[Data extracted from a collection]
————————
//! Connection configuration
//!
//! [`ConnectionConfig`] carries everything needed to open (and re-open) a
//! session. It is usually filled in through
//! [`DbConnectionBuilder`](crate::client::DbConnectionBuilder) or loaded from
//! the environment with [`ConnectionConfig::from_env`].

use std::env;
use std::time::Duration;

use url::Url;

use crate::error::{ClientError, ClientResult};
use crate::protocol::Compression;

pub const DEFAULT_URI: &str = "http://localhost:3000";
pub const DEFAULT_MAX_RECONNECT_ATTEMPTS: u32 = 10;
pub const DEFAULT_QUERY_TIMEOUT: Duration = Duration::from_secs(30);

/// Subprotocol negotiated on every WebSocket handshake.
pub const WS_SUBPROTOCOL: &str = "v1.bsatn.spacetimedb";

#[derive(Debug, Clone)]
pub struct ConnectionConfig {
    /// Server address; `http`, `https`, `ws` and `wss` schemes are accepted.
    pub uri: String,
    pub database: String,
    /// Bearer token; replaced by the server-issued token once one arrives.
    pub token: Option<String>,
    pub compression: Compression,
    /// Ask for `TransactionUpdateLight` instead of full transaction updates.
    pub light_mode: bool,
    pub auto_reconnect: bool,
    pub max_reconnect_attempts: u32,
    pub reconnect_base_delay: Duration,
    pub reconnect_max_delay: Duration,
    pub reconnect_jitter: Duration,
    pub query_timeout: Duration,
}

impl Default for ConnectionConfig {
    fn default() -> Self {
        Self {
            uri: DEFAULT_URI.to_string(),
            database: String::new(),
            token: None,
            compression: Compression::Brotli,
            light_mode: false,
            auto_reconnect: true,
            max_reconnect_attempts: DEFAULT_MAX_RECONNECT_ATTEMPTS,
            reconnect_base_delay: Duration::from_secs(1),
            reconnect_max_delay: Duration::from_secs(30),
            reconnect_jitter: Duration::from_secs(1),
            query_timeout: DEFAULT_QUERY_TIMEOUT,
        }
    }
}

impl ConnectionConfig {
    pub fn new(uri: impl Into<String>, database: impl Into<String>) -> Self {
        Self {
            uri: uri.into(),
            database: database.into(),
            ..Default::default()
        }
    }

    /// Load from `BSATN_*` environment variables, reading `.env` first if
    /// present. Unset variables keep their defaults; call
    /// [`validate`](Self::validate) once the config is complete.
    pub fn from_env() -> ClientResult<Self> {
        let _ = dotenvy::dotenv();

        let mut config = Self::default();
        if let Ok(uri) = env::var("BSATN_URI") {
            config.uri = uri;
        }
        if let Ok(database) = env::var("BSATN_DATABASE") {
            config.database = database;
        }
        config.token = env::var("BSATN_TOKEN").ok().filter(|t| !t.is_empty());
        if let Ok(compression) = env::var("BSATN_COMPRESSION") {
            config.compression = compression.parse()?;
        }
        if let Ok(attempts) = env::var("BSATN_MAX_RECONNECT_ATTEMPTS") {
            config.max_reconnect_attempts = attempts.parse().map_err(|_| {
                ClientError::Config(format!(
                    "BSATN_MAX_RECONNECT_ATTEMPTS must be a number, got '{}'",
                    attempts
                ))
            })?;
        }

        Ok(config)
    }

    pub fn validate(&self) -> ClientResult<()> {
        if self.database.is_empty() {
            return Err(ClientError::Config("database name is required".to_string()));
        }
        if self.compression == Compression::Gzip {
            return Err(ClientError::UnsupportedCompression(
                "gzip cannot be requested; use brotli or none".to_string(),
            ));
        }
        if self.reconnect_base_delay > self.reconnect_max_delay {
            return Err(ClientError::Config(
                "reconnect base delay exceeds the maximum delay".to_string(),
            ));
        }
        self.subscribe_url().map(|_| ())
    }

    /// `{ws|wss}://host/v1/database/{db}/subscribe?compression=...`
    pub fn subscribe_url(&self) -> ClientResult<Url> {
        let mut url = self.base_url(true)?;
        url.path_segments_mut()
            .map_err(|_| ClientError::InvalidUri(self.uri.clone()))?
            .pop_if_empty()
            .extend(["v1", "database", self.database.as_str(), "subscribe"]);
        url.query_pairs_mut()
            .append_pair("compression", self.compression.as_query_param());
        if self.light_mode {
            url.query_pairs_mut().append_pair("light", "true");
        }
        Ok(url)
    }

    /// `{http|https}://host/v1/identity`
    pub fn identity_url(&self) -> ClientResult<Url> {
        let mut url = self.base_url(false)?;
        url.path_segments_mut()
            .map_err(|_| ClientError::InvalidUri(self.uri.clone()))?
            .pop_if_empty()
            .extend(["v1", "identity"]);
        Ok(url)
    }

    fn base_url(&self, websocket: bool) -> ClientResult<Url> {
        let mut url = Url::parse(&self.uri)?;
        let secure = match url.scheme() {
            "http" | "ws" => false,
            "https" | "wss" => true,
            other => {
                return Err(ClientError::InvalidUri(format!(
                    "unsupported scheme '{}' in {}",
                    other, self.uri
                )))
            }
        };
        let scheme = match (websocket, secure) {
            (true, false) => "ws",
            (true, true) => "wss",
            (false, false) => "http",
            (false, true) => "https",
        };

        if url.host_str().is_none() {
            return Err(ClientError::InvalidUri(format!("missing host in {}", self.uri)));
        }

        url.set_scheme(scheme)
            .map_err(|_| ClientError::InvalidUri(self.uri.clone()))?;
        url.set_query(None);
        url.set_fragment(None);
        Ok(url)
    }
}
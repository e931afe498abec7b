//! Frame envelope: compression tag, brotli (de)compression and top-level
//! message encode/decode.

use std::fmt;
use std::io::{Read, Write};
use std::str::FromStr;

use bsatn_core::{from_bytes, to_bytes, BsatnError};
use tracing::trace;

use super::client_message::ClientMessage;
use super::server_message::ServerMessage;
use crate::error::{ClientError, ClientResult};

/// Hard cap on a decompressed payload (256 MiB).
pub const MAX_DECOMPRESSED_SIZE: usize = 256 * 1024 * 1024;

const MIN_DECOMPRESS_BUFFER: usize = 1024 * 1024;
const MAX_INITIAL_BUFFER: usize = 64 * 1024 * 1024;
const DECOMPRESS_RATIO_HINT: usize = 50;

const BROTLI_BUFFER_SIZE: usize = 4096;
const BROTLI_QUALITY: u32 = 5;
const BROTLI_LG_WINDOW: u32 = 22;

/// Compression applied to server frames and to nested query updates.
#[derive(Debug, Clone, Copy, PartialEq, Eq, Hash, Default)]
pub enum Compression {
    None,
    #[default]
    Brotli,
    Gzip,
}

impl Compression {
    pub const NONE_TAG: u8 = 0;
    pub const BROTLI_TAG: u8 = 1;
    pub const GZIP_TAG: u8 = 2;

    pub fn tag(self) -> u8 {
        match self {
            Compression::None => Self::NONE_TAG,
            Compression::Brotli => Self::BROTLI_TAG,
            Compression::Gzip => Self::GZIP_TAG,
        }
    }

    pub fn from_tag(tag: u8) -> ClientResult<Self> {
        match tag {
            Self::NONE_TAG => Ok(Compression::None),
            Self::BROTLI_TAG => Ok(Compression::Brotli),
            Self::GZIP_TAG => Ok(Compression::Gzip),
            other => Err(BsatnError::unsupported_tag("frame compression", other).into()),
        }
    }

    /// Value of the `compression` query parameter on the subscribe URL.
    pub fn as_query_param(self) -> &'static str {
        match self {
            Compression::None => "None",
            Compression::Brotli => "Brotli",
            Compression::Gzip => "Gzip",
        }
    }
}

impl fmt::Display for Compression {
    fn fmt(&self, f: &mut fmt::Formatter<'_>) -> fmt::Result {
        f.write_str(self.as_query_param())
    }
}

impl FromStr for Compression {
    type Err = ClientError;

    fn from_str(s: &str) -> Result<Self, Self::Err> {
        match s.to_ascii_lowercase().as_str() {
            "none" => Ok(Compression::None),
            "brotli" => Ok(Compression::Brotli),
            "gzip" => Ok(Compression::Gzip),
            other => Err(ClientError::Config(format!(
                "unknown compression '{}', expected none, brotli or gzip",
                other
            ))),
        }
    }
}

/// Decompress a brotli payload, refusing anything larger than
/// [`MAX_DECOMPRESSED_SIZE`].
pub fn decompress_brotli(data: &[u8]) -> ClientResult<Vec<u8>> {
    let capacity = data
        .len()
        .saturating_mul(DECOMPRESS_RATIO_HINT)
        .clamp(MIN_DECOMPRESS_BUFFER, MAX_INITIAL_BUFFER);
    let mut out = Vec::with_capacity(capacity);

    let decoder = brotli::Decompressor::new(data, BROTLI_BUFFER_SIZE);
    decoder
        .take(MAX_DECOMPRESSED_SIZE as u64 + 1)
        .read_to_end(&mut out)
        .map_err(|e| ClientError::Decompression(format!("brotli: {}", e)))?;

    if out.len() > MAX_DECOMPRESSED_SIZE {
        return Err(ClientError::Decompression(format!(
            "decompressed payload exceeds {} bytes",
            MAX_DECOMPRESSED_SIZE
        )));
    }

    trace!("brotli: {} -> {} bytes", data.len(), out.len());
    Ok(out)
}

pub fn compress_brotli(data: &[u8]) -> ClientResult<Vec<u8>> {
    let mut writer = brotli::CompressorWriter::new(
        Vec::with_capacity(data.len() / 2),
        BROTLI_BUFFER_SIZE,
        BROTLI_QUALITY,
        BROTLI_LG_WINDOW,
    );
    writer
        .write_all(data)
        .map_err(|e| ClientError::Compression(format!("brotli: {}", e)))?;
    Ok(writer.into_inner())
}

/// Undo the compression named by `compression`; gzip is never supported.
pub(crate) fn decompress(compression: Compression, data: &[u8]) -> ClientResult<Vec<u8>> {
    match compression {
        Compression::None => Ok(data.to_vec()),
        Compression::Brotli => decompress_brotli(data),
        Compression::Gzip => Err(ClientError::UnsupportedCompression(
            "gzip payloads are not supported".to_string(),
        )),
    }
}

/// Decode one inbound binary frame.
pub fn decode_server_frame(frame: &[u8]) -> ClientResult<ServerMessage> {
    let (&tag, payload) = frame.split_first().ok_or(BsatnError::InsufficientData {
        needed: 1,
        remaining: 0,
    })?;

    match Compression::from_tag(tag)? {
        Compression::None => Ok(from_bytes(payload)?),
        compression => {
            let raw = decompress(compression, payload)?;
            Ok(from_bytes(&raw)?)
        }
    }
}

/// Build an inbound frame, as a server would.
pub fn encode_server_frame(msg: &ServerMessage, compression: Compression) -> ClientResult<Vec<u8>> {
    let payload = to_bytes(msg);
    let body = match compression {
        Compression::None => payload,
        Compression::Brotli => compress_brotli(&payload)?,
        Compression::Gzip => {
            return Err(ClientError::UnsupportedCompression(
                "gzip payloads are not supported".to_string(),
            ))
        }
    };

    let mut frame = Vec::with_capacity(body.len() + 1);
    frame.push(compression.tag());
    frame.extend_from_slice(&body);
    Ok(frame)
}

/// Client frames carry no compression byte.
pub fn encode_client_message(msg: &ClientMessage) -> Vec<u8> {
    to_bytes(msg)
}

pub fn decode_client_message(frame: &[u8]) -> ClientResult<ClientMessage> {
    Ok(from_bytes(frame)?)
}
————————
| What to work on |
An exact, complete copy of the lines above from the one with "nested query updates." through the one with "impl fmt::Display for" is the whole answer.

| Final answer |
/// Compression applied to server frames and to nested query updates.
#[derive(Debug, Clone, Copy, PartialEq, Eq, Hash, Default)]
pub enum Compression {
    None,
    #[default]
    Brotli,
    Gzip,
}

impl Compression {
    pub const NONE_TAG: u8 = 0;
    pub const BROTLI_TAG: u8 = 1;
    pub const GZIP_TAG: u8 = 2;

    pub fn tag(self) -> u8 {
        match self {
            Compression::None => Self::NONE_TAG,
            Compression::Brotli => Self::BROTLI_TAG,
            Compression::Gzip => Self::GZIP_TAG,
        }
    }

    pub fn from_tag(tag: u8) -> ClientResult<Self> {
        match tag {
            Self::NONE_TAG => Ok(Compression::None),
            Self::BROTLI_TAG => Ok(Compression::Brotli),
            Self::GZIP_TAG => Ok(Compression::Gzip),
            other => Err(BsatnError::unsupported_tag("frame compression", other).into()),
        }
    }

    /// Value of the `compression` query parameter on the subscribe URL.
    pub fn as_query_param(self) -> &'static str {
        match self {
            Compression::None => "None",
            Compression::Brotli => "Brotli",
            Compression::Gzip => "Gzip",
        }
    }
}

impl fmt::Display for Compression {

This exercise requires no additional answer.